Intro
Recently Rusticl has implemented shared virtual memory (SVM), see Karol Herbst’s post & related Phoronix news.
This enables SYCL on Rusticl on e.g. RadeonSI, which may be compared to SYCL on ROCm; before that, let’s take a first-time look.
Although for now Rusticl on RadeonSI has only coarse-grained SVM but AdaptiveCpp requires fine-grained SVM (author thought it isn’t too strict, see AdaptiveCpp#1113), it is possible to emulate USM upon coarse-grained SVM using intel/opencl-intercept-layer.
Build
Firstly, download source code.
git clone https://gitlab.freedesktop.org/karolherbst/mesa.git -b rusticl/svm/coarse
cd mesa
Build MESA with Rusticl enabled:
meson setup build -Dprefix="/media/build-cache/mesa-install" -Dgallium-rusticl=true -Dllvm=enabled -Dgallium-opencl=icd -Drust_std=2021 -Dgallium-drivers="radeonsi,virgl,svga,swrast,iris,crocus,i915,zink"
ninja
ninja install
Note, for now MESA requires LLVM 19, and meson may select corrent Clang but bindgen might not, reported at mesa/mesa#11869.
Then build AdaptiveCpp and its tests, and opencl-intercept-layer.
git clone https://github.com/AdaptiveCpp/AdaptiveCpp
cd AdaptiveCpp
mkdir build
cd build
cmake .. -DCMAKE_INSTALL_PREFIX=/opt/AdaptiveCpp -DCMAKE_BUILD_TYPE=RelWithDebInfo
make install -j`nproc`
cd ../..
git clone https://github.com/intel/opencl-intercept-layer
cd opencl-intercept-layer
mkdir build
cd build
cmake .. -DCMAKE_INSTALL_PREFIX=/opt/opencl-intercept-layer -DCMAKE_BUILD_TYPE=RelWithDebInfo
make install -j`nproc`
cd ..
mkdir acpp-tests
cmake ../AdaptiveCpp/tests/ -DAdaptiveCpp_DIR=/opt/AdaptiveCpp/lib/cmake/AdaptiveCpp/ -DCMAKE_BUILD_TYPE=Debug
make -j`nproc`
Run
For runtime, set some environment variables to enable Rusticl:
export RUSTICL_ENABLE=radeonsi
# or
export RUSTICL_ENABLE=llvmpipe
Note, enabling devices without SVM (e.g. zink) may let test program fail on SVM allocation.
Next, set device visibility of AdaptiveCpp:
export ACPP_VISIBILITY_MASK="ocl:0"
where the number can be inferred by e.g. clinfo
(not always precise, though).
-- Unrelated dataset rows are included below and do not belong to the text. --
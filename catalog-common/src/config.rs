//! Configuration loading
//!
//! Resolution priority (highest first):
//! 1. Command-line argument (applied by the binary via [`Config::apply_overrides`])
//! 2. Environment variable (`CATALOG_CONFIG`, `CATALOG_BIND`, `CATALOG_DB`)
//! 3. TOML config file
//! 4. Compiled defaults
//!
//! A missing config file is not an error; a malformed one is.

use crate::{Error, Result};
use serde::Deserialize;
use std::net::SocketAddr;
use std::path::{Path, PathBuf};
use tracing::{info, warn};

pub const ENV_CONFIG_PATH: &str = "CATALOG_CONFIG";
pub const ENV_BIND: &str = "CATALOG_BIND";
pub const ENV_DATABASE: &str = "CATALOG_DB";

/// Complete service configuration
#[derive(Debug, Clone, Default, Deserialize, PartialEq)]
#[serde(default)]
pub struct Config {
    pub server: ServerConfig,
    pub database: DatabaseConfig,
    pub rate_limit: RateLimitConfig,
}

#[derive(Debug, Clone, Deserialize, PartialEq)]
#[serde(default)]
pub struct ServerConfig {
    /// Listen address, e.g. `127.0.0.1:8080`
    pub bind: String,
}

impl Default for ServerConfig {
    fn default() -> Self {
        Self {
            bind: "127.0.0.1:8080".to_string(),
        }
    }
}

#[derive(Debug, Clone, Deserialize, PartialEq)]
#[serde(default)]
pub struct DatabaseConfig {
    /// SQLite database file (created on first run)
    pub path: PathBuf,
    pub max_connections: u32,
}

impl Default for DatabaseConfig {
    fn default() -> Self {
        Self {
            path: default_database_path(),
            max_connections: 10,
        }
    }
}

/// Where rate-limit window records are persisted
#[derive(Debug, Clone, Copy, Default, Deserialize, PartialEq, Eq)]
#[serde(rename_all = "lowercase")]
pub enum StoreBackend {
    /// Process-local map; counters reset on restart
    Memory,
    /// `rate_limit_windows` table in the service database
    #[default]
    Sqlite,
}

#[derive(Debug, Clone, Deserialize, PartialEq)]
#[serde(default)]
pub struct RateLimitConfig {
    pub backend: StoreBackend,
    /// Period of the background sweep removing expired window records
    pub sweep_interval_secs: u64,
    pub tiers: TierQuotas,
}

impl Default for RateLimitConfig {
    fn default() -> Self {
        Self {
            backend: StoreBackend::default(),
            sweep_interval_secs: 300,
            tiers: TierQuotas::default(),
        }
    }
}

/// Hourly and burst (per-minute) request maxima for one tier
#[derive(Debug, Clone, Copy, Deserialize, PartialEq, Eq)]
pub struct QuotaConfig {
    pub per_hour: u32,
    pub burst: u32,
}

impl QuotaConfig {
    pub const fn new(per_hour: u32, burst: u32) -> Self {
        Self { per_hour, burst }
    }
}

#[derive(Debug, Clone, Deserialize, PartialEq)]
pub struct TierQuotas {
    #[serde(default = "default_tier_quota")]
    pub default: QuotaConfig,
    #[serde(default = "api_tier_quota")]
    pub api: QuotaConfig,
    #[serde(default = "strict_tier_quota")]
    pub strict: QuotaConfig,
}

impl Default for TierQuotas {
    fn default() -> Self {
        Self {
            default: default_tier_quota(),
            api: api_tier_quota(),
            strict: strict_tier_quota(),
        }
    }
}

fn default_tier_quota() -> QuotaConfig {
    QuotaConfig::new(100, 20)
}

fn api_tier_quota() -> QuotaConfig {
    QuotaConfig::new(1000, 50)
}

fn strict_tier_quota() -> QuotaConfig {
    QuotaConfig::new(50, 10)
}

/// Values supplied on the command line; `None` means "not given"
#[derive(Debug, Clone, Default)]
pub struct ConfigOverrides {
    pub bind: Option<String>,
    pub database: Option<PathBuf>,
}

impl Config {
    /// Load configuration from TOML (if any) and apply environment overrides.
    ///
    /// `explicit_path` comes from the command line. When given, the file
    /// must exist.
    pub fn load(explicit_path: Option<&Path>) -> Result<Self> {
        let mut config = match explicit_path {
            Some(path) => {
                if !path.exists() {
                    return Err(Error::Config(format!(
                        "Config file not found: {}",
                        path.display()
                    )));
                }
                Self::from_file(path)?
            }
            None => match locate_config_file() {
                Some(path) => Self::from_file(&path)?,
                None => {
                    warn!("No config file found, using compiled defaults");
                    Self::default()
                }
            },
        };

        config.apply_env();
        config.validate()?;
        Ok(config)
    }

    /// Parse a TOML file
    pub fn from_file(path: &Path) -> Result<Self> {
        let content = std::fs::read_to_string(path)?;
        let config = Self::from_toml_str(&content)?;
        info!("Loaded config file: {}", path.display());
        Ok(config)
    }

    pub fn from_toml_str(content: &str) -> Result<Self> {
        Ok(toml::from_str(content)?)
    }

    /// Environment variables override file values
    fn apply_env(&mut self) {
        if let Ok(bind) = std::env::var(ENV_BIND) {
            self.server.bind = bind;
        }
        if let Ok(path) = std::env::var(ENV_DATABASE) {
            self.database.path = PathBuf::from(path);
        }
    }

    /// Command-line values override everything else
    pub fn apply_overrides(&mut self, overrides: &ConfigOverrides) -> Result<()> {
        if let Some(bind) = &overrides.bind {
            self.server.bind = bind.clone();
        }
        if let Some(path) = &overrides.database {
            self.database.path = path.clone();
        }
        self.validate()
    }

    pub fn bind_addr(&self) -> Result<SocketAddr> {
        self.server
            .bind
            .parse()
            .map_err(|e| Error::Config(format!("Invalid bind address '{}': {}", self.server.bind, e)))
    }

    pub fn validate(&self) -> Result<()> {
        self.bind_addr()?;

        if self.database.max_connections == 0 {
            return Err(Error::Config("database.max_connections must be > 0".to_string()));
        }

        let tiers = &self.rate_limit.tiers;
        for (name, quota) in [("default", tiers.default), ("api", tiers.api), ("strict", tiers.strict)] {
            if quota.per_hour == 0 || quota.burst == 0 {
                return Err(Error::Config(format!(
                    "rate_limit.tiers.{} limits must be > 0",
                    name
                )));
            }
        }

        if self.rate_limit.sweep_interval_secs == 0 {
            return Err(Error::Config("rate_limit.sweep_interval_secs must be > 0".to_string()));
        }

        Ok(())
    }
}

/// Find the config file: `CATALOG_CONFIG`, then the per-user config
/// directory, then `/etc/catalog/config.toml` on Linux.
fn locate_config_file() -> Option<PathBuf> {
    if let Ok(path) = std::env::var(ENV_CONFIG_PATH) {
        let path = PathBuf::from(path);
        if path.exists() {
            return Some(path);
        }
        warn!("{} points to missing file: {}", ENV_CONFIG_PATH, path.display());
    }

    let user_config = dirs::config_dir().map(|d| d.join("catalog").join("config.toml"));
    if let Some(path) = user_config {
        if path.exists() {
            return Some(path);
        }
    }

    if cfg!(target_os = "linux") {
        let system_config = PathBuf::from("/etc/catalog/config.toml");
        if system_config.exists() {
            return Some(system_config);
        }
    }

    None
}

/// OS-dependent default database location
fn default_database_path() -> PathBuf {
    dirs::data_local_dir()
        .map(|d| d.join("catalog").join("catalog.db"))
        .unwrap_or_else(|| PathBuf::from("./catalog_data/catalog.db"))
}

#[cfg(test)]
mod tests {
    use super::*;

    #[test]
    fn test_default_tier_quotas() {
        let config = Config::default();
        assert_eq!(config.rate_limit.tiers.default, QuotaConfig::new(100, 20));
        assert_eq!(config.rate_limit.tiers.api, QuotaConfig::new(1000, 50));
        assert_eq!(config.rate_limit.tiers.strict, QuotaConfig::new(50, 10));
        assert_eq!(config.rate_limit.backend, StoreBackend::Sqlite);
        assert!(config.validate().is_ok());
    }

    #[test]
    fn test_partial_tier_override_keeps_other_defaults() {
        let config = Config::from_toml_str(
            r#"
            [rate_limit.tiers.strict]
            per_hour = 5
            burst = 2
            "#,
        )
        .unwrap();

        assert_eq!(config.rate_limit.tiers.strict, QuotaConfig::new(5, 2));
        assert_eq!(config.rate_limit.tiers.api, QuotaConfig::new(1000, 50));
    }

    #[test]
    fn test_zero_quota_rejected() {
        let config = Config::from_toml_str(
            r#"
            [rate_limit.tiers.api]
            per_hour = 0
            burst = 1
            "#,
        )
        .unwrap();

        assert!(matches!(config.validate(), Err(Error::Config(_))));
    }

    #[test]
    fn test_invalid_bind_rejected() {
        let mut config = Config::default();
        let result = config.apply_overrides(&ConfigOverrides {
            bind: Some("not-an-address".to_string()),
            database: None,
        });
        assert!(matches!(result, Err(Error::Config(_))));
    }
}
Some programs may print device name on execution, which can be used to verify if it really runs on Rusticl.
Then enable USM emulation w/o logging:
export LD_PRELOAD=/opt/opencl-intercept-layer/lib/libOpenCL.so
export CLI_Emulate_cl_intel_unified_shared_memory=1
export CLI_SuppressLogging=1
Then just run the test!
./sycl_tests
It will print which device is default on middle of execution:
Default-selected queue runs on device: AMD Radeon Graphics (radeonsi, rembrandt, LLVM 19.1.6, DRM 3.59, 6.13.0-rc3-rust)
# or like
Default-selected queue runs on device: llvmpipe (LLVM 19.1.6, 256 bits)
and massive amount of warnings related to SPIR-V:
SPIR-V WARNING:
In file home/fxzjshm/workspace/mesa/src/compiler/spirv/vtn_cfg.c:119
Function parameter Decoration not handled: SpvFunctionParameterAttributeNoCapture
1880 bytes into the SPIR-V binary
Some preliminary results (to be debugged)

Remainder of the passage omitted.